Not with modern clear coats...and not any more than over paint.

Len


----------



## rx-79g (Sep 14, 2010)

Len J said:


> Not with modern clear coats...and not any more than over paint.
> 
> Len


Can you think of an example? A link, maybe?


----------



## Len J (Jan 28, 2004)

rx-79g said:


> It would full on rust. Steel bikes will rust at the first stone chip if they aren't properly primed, and there aren't any clear primers. It will look okay for awhile, but nothing that you'd want to sell to consumers. Stainless allows you to play with finishes like Ti does, but have more elegant joints.
> 
> .


Not modern steels. As long as you touch up the clear.....(or paint if it's painted)....it's not going to full on rust at the first chip.......

I'm still not seeing the revuolutionary part of SS....unless someone just doesn't want to maintain their bike.

Len


----------



## rx-79g (Sep 14, 2010)

Len J said:


> Not modern steels. As long as you touch up the clear.....(or paint if it's painted)....it's not going to full on rust at the first chip.......
> 
> I'm still not seeing the revuolutionary part of SS....unless someone just doesn't want to maintain their bike.
> 
> Len


"Modern" steels aren't more rust resistant. Even the air hardening stuff - it's little different than air hardening carbon knife steels like A2, which rust easily.


----------



## Len J (Jan 28, 2004)

rx-79g said:


> Can you think of an example? A link, maybe?


PPG's website would be a good place to start.

Len

Or KBS's http://www.kbs-coatings.com/diamondfinish-clearcoat.html


----------



## Len J (Jan 28, 2004)

rx-79g said:


> "Modern" steels aren't more rust resistant. Even the air hardening stuff - it's little different than air hardening carbon knife steels like A2, which rust easily.


Now it's your turn to rpovide a link. I've been riding steel a long time and "rust easily" is an exaggeration IMO.

Len


----------



## Bob Ross (Apr 18, 2006)

Len J said:


> unless someone just doesn't want to maintain their bike.



I must confess, that's pretty appealing!


----------



## rx-79g (Sep 14, 2010)

Len J said:


> Now it's your turn to rpovide a link. I've been riding steel a long time and "rust easily" is an exaggeration IMO.
> 
> Len


I meant a link to someone selling clear coated carbon steel bicycles.

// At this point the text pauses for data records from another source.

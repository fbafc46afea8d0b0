//! Records returned by the project service and the drafts sent to it.

use chrono::{DateTime, NaiveDate, NaiveDateTime, Utc};
use serde::{Deserialize, Deserializer, Serialize};

use crate::cache::{Draft, ValidationError};

/// Milestone number the service uses for "issues without a milestone".
pub const NO_MILESTONE: u64 = 0;

#[derive(Debug, Clone, PartialEq, Eq, Deserialize)]
pub struct User {
  pub login: String,
}

#[derive(Debug, Clone, PartialEq, Eq, Deserialize)]
pub struct Milestone {
  pub number: u64,
  pub title: String,
  #[serde(default)]
  pub description: Option<String>,
  #[serde(default, deserialize_with = "de_timestamp")]
  pub due_on: Option<DateTime<Utc>>,
}

impl Milestone {
  pub fn is_none_milestone(&self) -> bool {
    self.number == NO_MILESTONE
  }
}

#[derive(Debug, Clone, PartialEq, Eq, Deserialize)]
pub struct Label {
  pub name: String,
  /// Hex color without the leading `#`
  #[serde(default)]
  pub color: String,
  #[serde(default)]
  pub description: Option<String>,
}

/// Pull request that will close an issue when merged.
#[derive(Debug, Clone, PartialEq, Eq, Deserialize)]
pub struct LinkedPullRequest {
  pub number: u64,
  pub title: String,
  pub url: String,
}

#[derive(Debug, Clone, PartialEq, Eq, Deserialize)]
pub struct Issue {
  pub id: u64,
  pub number: u64,
  pub title: String,
  #[serde(default)]
  pub body: Option<String>,
  #[serde(default)]
  pub html_url: String,
  #[serde(default)]
  pub state: String,
  #[serde(default, deserialize_with = "de_timestamp")]
  pub created_at: Option<DateTime<Utc>>,
  #[serde(default)]
  pub comments: u64,
  #[serde(default)]
  pub labels: Vec<Label>,
  #[serde(default)]
  pub milestone: Option<Milestone>,
  #[serde(default)]
  pub assignees: Vec<User>,
  #[serde(default)]
  pub user: Option<User>,
  #[serde(default)]
  pub pull_request: Option<serde_json::Value>,
  #[serde(default, deserialize_with = "de_linked_prs")]
  pub closed_by: Vec<LinkedPullRequest>,
}

impl Issue {
  pub fn is_pull_request(&self) -> bool {
    self.pull_request.is_some()
  }

  pub fn has_label(&self, name: &str) -> bool {
    self.labels.iter().any(|l| l.name.eq_ignore_ascii_case(name))
  }

  pub fn milestone_number(&self) -> u64 {
    self.milestone.as_ref().map(|m| m.number).unwrap_or(NO_MILESTONE)
  }
}

#[derive(Debug, Clone, Default, PartialEq, Eq, Deserialize)]
pub struct ReactionSummary {
  #[serde(default)]
  pub total_count: u64,
}

#[derive(Debug, Clone, PartialEq, Eq, Deserialize)]
pub struct Comment {
  pub id: u64,
  #[serde(default)]
  pub body: Option<String>,
  #[serde(default)]
  pub user: Option<User>,
  #[serde(default, deserialize_with = "de_timestamp")]
  pub created_at: Option<DateTime<Utc>>,
  #[serde(default)]
  pub html_url: String,
  #[serde(default)]
  pub reactions: ReactionSummary,
}

#[derive(Debug, Clone, PartialEq, Eq, Deserialize)]
pub struct Reaction {
  pub id: u64,
  pub content: String,
  #[serde(default)]
  pub user: Option<User>,
}

#[derive(Debug, Clone, Default, PartialEq, Eq, Deserialize)]
pub struct Project {
  #[serde(default)]
  pub app_name: String,
  #[serde(default)]
  pub github_repo: String,
}

// ============================================================================
// Drafts
// ============================================================================

/// Form state for a new milestone. Fields hold raw user input.
#[derive(Debug, Clone, Default)]
pub struct MilestoneDraft {
  pub title: String,
  pub description: String,
  /// `YYYY-MM-DD`, or empty for no due date
  pub due_on: String,
}

#[derive(Debug, Clone, PartialEq, Eq, Serialize)]
pub struct NewMilestone {
  pub title: String,
  #[serde(skip_serializing_if = "Option::is_none")]
  pub description: Option<String>,
  #[serde(skip_serializing_if = "Option::is_none")]
  pub due_on: Option<String>,
}

impl MilestoneDraft {
  fn due_date(&self) -> Result<Option<NaiveDate>, ValidationError> {
    let raw = self.due_on.trim();
    if raw.is_empty() {
      return Ok(None);
    }
    NaiveDate::parse_from_str(raw, "%Y-%m-%d")
      .map(Some)
      .map_err(|_| ValidationError::Invalid("Due date", "expected YYYY-MM-DD".to_string()))
  }

  /// Normalized request body. An unparseable due date is dropped; `validate`
  /// rejects it beforehand.
  pub fn to_request(&self) -> NewMilestone {
    let due_on = self.due_date().ok().flatten().map(|date| {
      date
        .and_time(chrono::NaiveTime::MIN)
        .and_utc()
        .to_rfc3339_opts(chrono::SecondsFormat::Secs, true)
    });

    NewMilestone {
      title: self.title.trim().to_string(),
      description: non_empty(&self.description),
      due_on,
    }
  }
}

impl Draft for MilestoneDraft {
  fn required_field(&self) -> (&'static str, &str) {
    ("Title", &self.title)
  }

  fn validate(&self) -> Result<(), ValidationError> {
    let (field, value) = self.required_field();
    if value.trim().is_empty() {
      return Err(ValidationError::MissingField(field));
    }
    self.due_date().map(|_| ())
  }
}

/// Form state for a new label.
#[derive(Debug, Clone)]
pub struct LabelDraft {
  pub name: String,
  pub color: String,
  pub description: String,
}

impl Default for LabelDraft {
  fn default() -> Self {
    Self {
      name: String::new(),
      color: "ededed".to_string(),
      description: String::new(),
    }
  }
}

#[derive(Debug, Clone, PartialEq, Eq, Serialize)]
pub struct NewLabel {
  pub name: String,
  pub color: String,
  #[serde(skip_serializing_if = "Option::is_none")]
  pub description: Option<String>,
}

impl LabelDraft {
  pub fn to_request(&self) -> NewLabel {
    let color = self.color.trim();
    NewLabel {
      name: self.name.trim().to_string(),
      color: color.strip_prefix('#').unwrap_or(color).to_string(),
      description: non_empty(&self.description),
    }
  }
}

impl Draft for LabelDraft {
  fn required_field(&self) -> (&'static str, &str) {
    ("Name", &self.name)
  }
}

fn non_empty(value: &str) -> Option<String> {
  let trimmed = value.trim();
  (!trimmed.is_empty()).then(|| trimmed.to_string())
}

// ============================================================================
// Lenient field decoding
// ============================================================================

/// Accept RFC 3339 timestamps as well as offset-less ones (read as UTC).
fn de_timestamp<'de, D>(deserializer: D) -> Result<Option<DateTime<Utc>>, D::Error>
where
  D: Deserializer<'de>,
{
  let raw: Option<String> = Option::deserialize(deserializer)?;
  Ok(raw.as_deref().and_then(parse_timestamp))
}

pub fn parse_timestamp(raw: &str) -> Option<DateTime<Utc>> {
  DateTime::parse_from_rfc3339(raw)
    .map(|dt| dt.with_timezone(&Utc))
    .ok()
    .or_else(|| {
      NaiveDateTime::parse_from_str(raw, "%Y-%m-%dT%H:%M:%S%.f")
        .ok()
        .map(|naive| naive.and_utc())
    })
}

/// `closed_by` is a list of linked PRs for open issues, but the raw service
/// data may carry a user object (closed issues) or null.
fn de_linked_prs<'de, D>(deserializer: D) -> Result<Vec<LinkedPullRequest>, D::Error>
where
  D: Deserializer<'de>,
{
  let value = serde_json::Value::deserialize(deserializer)?;
  Ok(serde_json::from_value(value).unwrap_or_default())
}
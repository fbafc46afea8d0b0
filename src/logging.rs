//! File logging. The terminal belongs to the UI, so logs go to
//! `$XDG_DATA_HOME/ghpm/ghpm.log`.

use color_eyre::{eyre::eyre, Result};
use std::path::Path;
use tracing_appender::non_blocking::WorkerGuard;
use tracing_subscriber::{fmt, prelude::*, EnvFilter};

const LOG_ENV: &str = "GHPM_LOG";
const DEFAULT_FILTER: &str = "ghpm=info,warn";

/// Install the global subscriber. Keep the returned guard alive for the
/// lifetime of the program; dropping it flushes pending log lines.
pub fn init(dir: &Path) -> Result<WorkerGuard> {
  std::fs::create_dir_all(dir)
    .map_err(|e| eyre!("Failed to create log directory {}: {}", dir.display(), e))?;

  let appender = tracing_appender::rolling::never(dir, "ghpm.log");
  let (writer, guard) = tracing_appender::non_blocking(appender);

  let filter = EnvFilter::try_from_env(LOG_ENV).unwrap_or_else(|_| EnvFilter::new(DEFAULT_FILTER));

  tracing_subscriber::registry()
    .with(filter)
    .with(
      fmt::layer()
        .with_writer(writer)
        .with_ansi(false)
        .with_target(true),
    )
    .try_init()
    .map_err(|e| eyre!("Failed to initialize logging: {}", e))?;

  tracing::info!(path = %dir.join("ghpm.log").display(), "Logging initialized");
  Ok(guard)
}
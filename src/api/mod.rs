//! Client and record types for the project service.

mod cache;
pub mod client;
pub mod types;

pub use client::{ApiClient, Credentials, SessionState};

There are 6 kinds of steel I can think of used in bicycles:

4130 - a low to medium carbon chrome-moly steel. 725, 525, Prestige, SL, Versus, etc. Not "stainless". Can be sold heat treated.

Chrome manganese - low carbon alternative to chrome-moly steel. Can be heat treated. Not stainless. Reynolds used to make it, but doesn't anymore. 531, 753.

Air hardening tool steels, like the A series:
http://en.wikipedia.org/wiki/Tool_steel 
A high carbon tool steel with chromium content well below the stainless range. It has a long transformation time, so air will harden it. 853, S3, Ox Platinum

High alloy steels, like Columbus Life, Spirit, Zona (possibly Aermet and stainless Metax). Complex alloy steels that discourage damaging grain growth. Heat treated.
http://www.pipedreamcycles.com/Tubing Comparisons.pdf

Martenistic air hardending stainless steels. The 400 series. Considered stainless because they have a chromium content above 10%. Hardenability based on carbon content - more hardenable steels are less corrosion resistant. I would guess that KVA and XCR and are somewhere in the medium carbon 410 to 420 range.
http://www.kvastainless.com/stainless-steel.html

Mar-aging stainless. A steel that hardens due to alloy interactions that aren't the classic carbon based hardening of all the other steels in this list. They will not harden like a knife steel, but will harden into the range that's good for strength. The hardening is slow (aging) due to post heating precipitation, so the metal might take hours or days to reach full strength after welding. Not a classic stainless, since much of its corrosion resistance comes from the very high nickel content, as well as chrome. Reynolds 953.
http://en.wikipedia.org/wiki/Maraging_steel

If it isn't stainless, it rusts. If it is stainless, it can rust. Of the range of heat treatable steels I have available as a knife maker, none of the high or low alloy non-stainless steels have much better reputations than others. 52100, A2, 1084, 01, 1095V, W2, 1065, all rust. D2 is better, but at 12% chrome it should be.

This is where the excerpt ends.